Saved entries

'''

//! ANSI 256-color fallback theme for terminals without truecolor support.
//!
//! Approximates the Dracula palette with indexed colors.

use ratatui::style::Color;

use super::roles::{Theme, ThemeRoles};

#[derive(Debug, Clone)]
pub struct Ansi256Theme {
    roles: ThemeRoles,
}

impl Ansi256Theme {
    pub fn new() -> Self {
        Self {
            roles: ThemeRoles {
                surface: Color::Indexed(236),
                border: Color::Indexed(239),

                text: Color::Indexed(255),
                text_secondary: Color::Indexed(250),
                text_muted: Color::Indexed(247),

                accent_primary: Color::Indexed(212),

                info: Color::Indexed(117),
                success: Color::Indexed(84),
                warning: Color::Indexed(215),
                error: Color::Indexed(203),

                focus: Color::Indexed(117),
            },
        }
    }
}

impl Default for Ansi256Theme {
    fn default() -> Self {
        Self::new()
    }
}

impl Theme for Ansi256Theme {
    fn roles(&self) -> &ThemeRoles {
        &self.roles
    }
}
//! UTF-8 safe single-line text input with cursor management.

use unicode_width::UnicodeWidthStr;

#[derive(Clone, Debug, Default, PartialEq, Eq)]
pub struct TextInputState {
    input: String,
    /// Cursor byte index into `input` (always on a UTF-8 boundary)
    cursor: usize,
}

impl TextInputState {
    pub fn input(&self) -> &str {
        &self.input
    }

    /// Replace the buffer and park the cursor at the end.
    pub fn reset<S: Into<String>>(&mut self, s: S) {
        self.input = s.into();
        self.cursor = self.input.len();
    }

    /// Display column of the cursor, accounting for wide characters.
    pub fn cursor_column(&self) -> u16 {
        u16::try_from(self.input[..self.cursor].width()).unwrap_or(u16::MAX)
    }

    pub fn move_left(&mut self) {
        if let Some(prev) = self.input[..self.cursor].chars().last() {
            self.cursor -= prev.len_utf8();
        }
    }

    pub fn move_right(&mut self) {
        if let Some(next) = self.input[self.cursor..].chars().next() {
            self.cursor += next.len_utf8();
        }
    }

    pub fn move_home(&mut self) {
        self.cursor = 0;
    }

    pub fn move_end(&mut self) {
        self.cursor = self.input.len();
    }

    pub fn insert_char(&mut self, c: char) {
        self.input.insert(self.cursor, c);
        self.cursor += c.len_utf8();
    }

    /// Remove the char before the cursor. Returns `false` at the start.
    pub fn backspace(&mut self) -> bool {
        let Some(prev) = self.input[..self.cursor].chars().last() else {
            return false;
        };
        let start = self.cursor - prev.len_utf8();
        self.input.drain(start..self.cursor);
        self.cursor = start;
        true
    }

    /// Remove the char under the cursor. Returns `false` at the end.
    pub fn delete(&mut self) -> bool {
        let Some(next) = self.input[self.cursor..].chars().next() else {
            return false;
        };
        self.input.drain(self.cursor..self.cursor + next.len_utf8());
        true
    }
}
use ratatui::style::Color;

use super::roles::{Theme, ThemeRoles};

// Dracula palette (https://draculatheme.com/contribute)
pub const BG: Color = Color::Rgb(0x28, 0x2A, 0x36); // #282a36
pub const CURRENT_LINE: Color = Color::Rgb(0x44, 0x47, 0x5A); // #44475a
pub const FOREGROUND: Color = Color::Rgb(0xF8, 0xF8, 0xF2); // #f8f8f2
pub const COMMENT: Color = Color::Rgb(0x62, 0x72, 0xA4); // #6272a4

pub const CYAN: Color = Color::Rgb(0x8B, 0xE9, 0xFD); // #8be9fd
pub const GREEN: Color = Color::Rgb(0x50, 0xFA, 0x7B); // #50fa7b
pub const ORANGE: Color = Color::Rgb(0xFF, 0xB8, 0x6C); // #ffb86c
pub const PINK: Color = Color::Rgb(0xFF, 0x79, 0xC6); // #ff79c6
pub const RED: Color = Color::Rgb(0xFF, 0x55, 0x55); // #ff5555

/// Default Dracula theme tuned for dark terminals.
#[derive(Debug, Clone)]
pub struct DraculaTheme {
    roles: ThemeRoles,
}

impl DraculaTheme {
    pub fn new() -> Self {
        Self {
            roles: ThemeRoles {
                surface: BG,
                border: CURRENT_LINE,

                text: FOREGROUND,
                text_secondary: COMMENT,
                text_muted: COMMENT,

                accent_primary: PINK,

                info: CYAN,
                success: GREEN,
                warning: ORANGE,
                error: RED,

                focus: CYAN, // active editor border
            },
        }
    }
}

impl Default for DraculaTheme {
    fn default() -> Self {
        Self::new()
    }
}

impl Theme for DraculaTheme {
    fn roles(&self) -> &ThemeRoles {
        &self.roles
    }
}
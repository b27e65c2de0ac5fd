//! Theme styling for the terminal UI.
//!
//! Dracula on truecolor terminals, an indexed approximation elsewhere.

use std::env;

use tracing::debug;

pub mod ansi256;
pub mod dracula;
pub mod roles;
pub mod theme_helpers;

pub use ansi256::Ansi256Theme;
pub use dracula::DraculaTheme;
pub use roles::Theme;

#[derive(Debug, Clone, Copy, PartialEq, Eq)]
enum ColorCapability {
    Truecolor,
    Ansi256,
}

/// Selects a theme based on `TUI_COLOR_MODE` and terminal capabilities.
pub fn load_from_env() -> Box<dyn Theme> {
    match detect_color_capability() {
        ColorCapability::Truecolor => Box::new(DraculaTheme::new()),
        ColorCapability::Ansi256 => {
            debug!("ANSI-only terminal detected; using fallback palette");
            Box::new(Ansi256Theme::new())
        }
    }
}

fn detect_color_capability() -> ColorCapability {
    if let Some(mode) = env::var("TUI_COLOR_MODE").ok().and_then(|value| parse_color_mode(value.trim())) {
        return mode;
    }

    let color_term = env::var("COLORTERM").unwrap_or_default().to_ascii_lowercase();
    if color_term.contains("truecolor") || color_term.contains("24bit") {
        return ColorCapability::Truecolor;
    }

    let term = env::var("TERM").unwrap_or_default().to_ascii_lowercase();
    if term.contains("truecolor") {
        return ColorCapability::Truecolor;
    }

    ColorCapability::Ansi256
}

fn parse_color_mode(value: &str) -> Option<ColorCapability> {
    match value.to_ascii_lowercase().as_str() {
        "truecolor" | "24bit" => Some(ColorCapability::Truecolor),
        "ansi256" | "256" | "8bit" => Some(ColorCapability::Ansi256),
        _ => None,
    }
}
//! Remote variable model and its wire representation.

use serde::{Deserialize, Serialize};
use serde_json::Value;

/// Shown in place of any display field the server did not provide.
pub const PLACEHOLDER: &str = "—";

/// Cached copy of the server-owned variable.
///
/// Every display field is populated; absent payload fields are replaced with
/// [`PLACEHOLDER`]. `active` and `last_updated_time` stay optional because
/// they are rendered from typed values.
#[derive(Clone, Debug, PartialEq, Eq, Serialize)]
#[serde(rename_all = "camelCase")]
pub struct RemoteVariable {
    pub id: String,
    pub name: String,
    pub default_value: String,
    pub active: Option<bool>,
    /// Epoch milliseconds.
    pub last_updated_time: Option<i64>,
}

impl RemoteVariable {
    /// Message text suitable for seeding an edit draft. The placeholder is
    /// never offered as a draft.
    pub fn editable_value(&self) -> &str {
        if self.default_value == PLACEHOLDER { "" } else { &self.default_value }
    }
}

/// JSON body returned by `GET .../cad-variable/{id}`.
///
/// Every field is optional and loosely typed; [`VariablePayload::into_variable`]
/// decides how each shape is displayed instead of failing deserialization.
#[derive(Clone, Debug, Default, Deserialize)]
#[serde(rename_all = "camelCase")]
pub struct VariablePayload {
    #[serde(default)]
    pub id: Option<Value>,
    #[serde(default)]
    pub name: Option<Value>,
    #[serde(default)]
    pub default_value: Option<Value>,
    #[serde(default)]
    pub active: Option<Value>,
    #[serde(default)]
    pub last_updated_time: Option<Value>,
}

impl VariablePayload {
    /// Convert the payload into the cached model. `requested_id` stands in for
    /// a missing `id`, since the widget always knows which variable it asked for.
    pub fn into_variable(self, requested_id: &str) -> RemoteVariable {
        RemoteVariable {
            id: display_text(self.id).unwrap_or_else(|| fallback(requested_id)),
            name: display_text(self.name).unwrap_or_else(|| PLACEHOLDER.to_string()),
            default_value: display_text(self.default_value).unwrap_or_else(|| PLACEHOLDER.to_string()),
            active: self.active.as_ref().and_then(flag),
            last_updated_time: self.last_updated_time.as_ref().and_then(epoch_millis),
        }
    }
}

/// Body sent with `PUT .../cad-variable/{id}`.
#[derive(Clone, Debug, PartialEq, Eq, Serialize)]
#[serde(rename_all = "camelCase")]
pub struct VariableUpdate {
    pub default_value: String,
}

fn fallback(requested_id: &str) -> String {
    if requested_id.is_empty() {
        PLACEHOLDER.to_string()
    } else {
        requested_id.to_string()
    }
}

fn display_text(value: Option<Value>) -> Option<String> {
    match value? {
        Value::String(text) if text.is_empty() => None,
        Value::String(text) => Some(text),
        Value::Number(number) => Some(number.to_string()),
        Value::Bool(flag) => Some(flag.to_string()),
        Value::Null | Value::Array(_) | Value::Object(_) => None,
    }
}

fn flag(value: &Value) -> Option<bool> {
    match value {
        Value::Bool(flag) => Some(*flag),
        Value::String(text) if text.eq_ignore_ascii_case("true") => Some(true),
        Value::String(text) if text.eq_ignore_ascii_case("false") => Some(false),
        _ => None,
    }
}

/// Accepts integer or numeric-string timestamps. Fractional millis truncate.
fn epoch_millis(value: &Value) -> Option<i64> {
    match value {
        Value::Number(number) => number
            .as_i64()
            .or_else(|| number.as_f64().filter(|millis| millis.is_finite()).map(|millis| millis as i64)),
        Value::String(text) => text.trim().parse::<i64>().ok(),
        _ => None,
    }
}
//! # Advisory widget
//!
//! Displays and edits a single remote "desktop advisory message" variable.
//!
//! ## Architecture
//!
//! - [`widget::WidgetController`] is the functional core: it consumes
//!   messages and answers with effects, holding all widget state and guards.
//! - [`widget::WidgetDriver`] is the imperative shell: it performs network
//!   effects on Tokio tasks and owns the recurring poll.
//! - [`widget::WidgetView`] projects state for renderers; the terminal UI in
//!   `ui` is one of them, the CLI's one-shot commands are another.

mod ui;
pub mod widget;

use std::sync::Arc;

use advisory_api::VariableApi;
use advisory_types::ConfigSource;
use anyhow::Result;

pub use widget::{WidgetController, WidgetDriver, WidgetError, WidgetView};

/// Runs the interactive widget until the operator quits.
///
/// The widget is active for exactly the lifetime of the screen.
pub async fn run<A: VariableApi + 'static>(api: Arc<A>, source: ConfigSource) -> Result<()> {
    ui::runtime::run_app(WidgetDriver::new(api, source)).await
}
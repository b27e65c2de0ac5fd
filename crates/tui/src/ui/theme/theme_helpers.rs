use ratatui::{
    style::{Modifier, Style},
    text::Span,
    widgets::{Block, BorderType, Borders},
};

use super::roles::{Theme, ThemeRoles};

/// Build a standard Block with theme surfaces and borders.
pub fn block<'a, T: Theme + ?Sized>(theme: &T, title: Option<&'a str>, focused: bool) -> Block<'a> {
    let mut block = Block::default()
        .borders(Borders::ALL)
        .border_type(BorderType::Plain)
        .border_style(theme.border_style(focused))
        .style(panel_style(theme));
    if let Some(t) = title {
        block = block.title(Span::styled(t, theme.text_secondary_style().add_modifier(Modifier::BOLD)));
    }
    block
}

/// Style for panel-like containers (set background on widget using `.style`).
pub fn panel_style<T: Theme + ?Sized>(theme: &T) -> Style {
    let ThemeRoles { surface, text, .. } = *theme.roles();
    Style::default().bg(surface).fg(text)
}

/// Style for the editor input; dimmed while a save is pending.
pub fn input_style<T: Theme + ?Sized>(theme: &T, enabled: bool) -> Style {
    let ThemeRoles {
        surface, text, text_muted, ..
    } = *theme.roles();
    let style = Style::default().bg(surface);
    if enabled { style.fg(text) } else { style.fg(text_muted) }
}

/// Key hint style: accent key followed by muted description.
pub fn key_hint<'a, T: Theme + ?Sized>(theme: &T, key: &'a str, description: &'a str) -> [Span<'a>; 2] {
    [
        Span::styled(key, theme.accent_emphasis_style()),
        Span::styled(description, theme.text_muted_style()),
    ]
}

'''

Task instructions:
Within the entries, find all lines that contain "server" and copy each one.

Written response:
/// Shown in place of any display field the server did not provide.
/// Cached copy of the server-owned variable.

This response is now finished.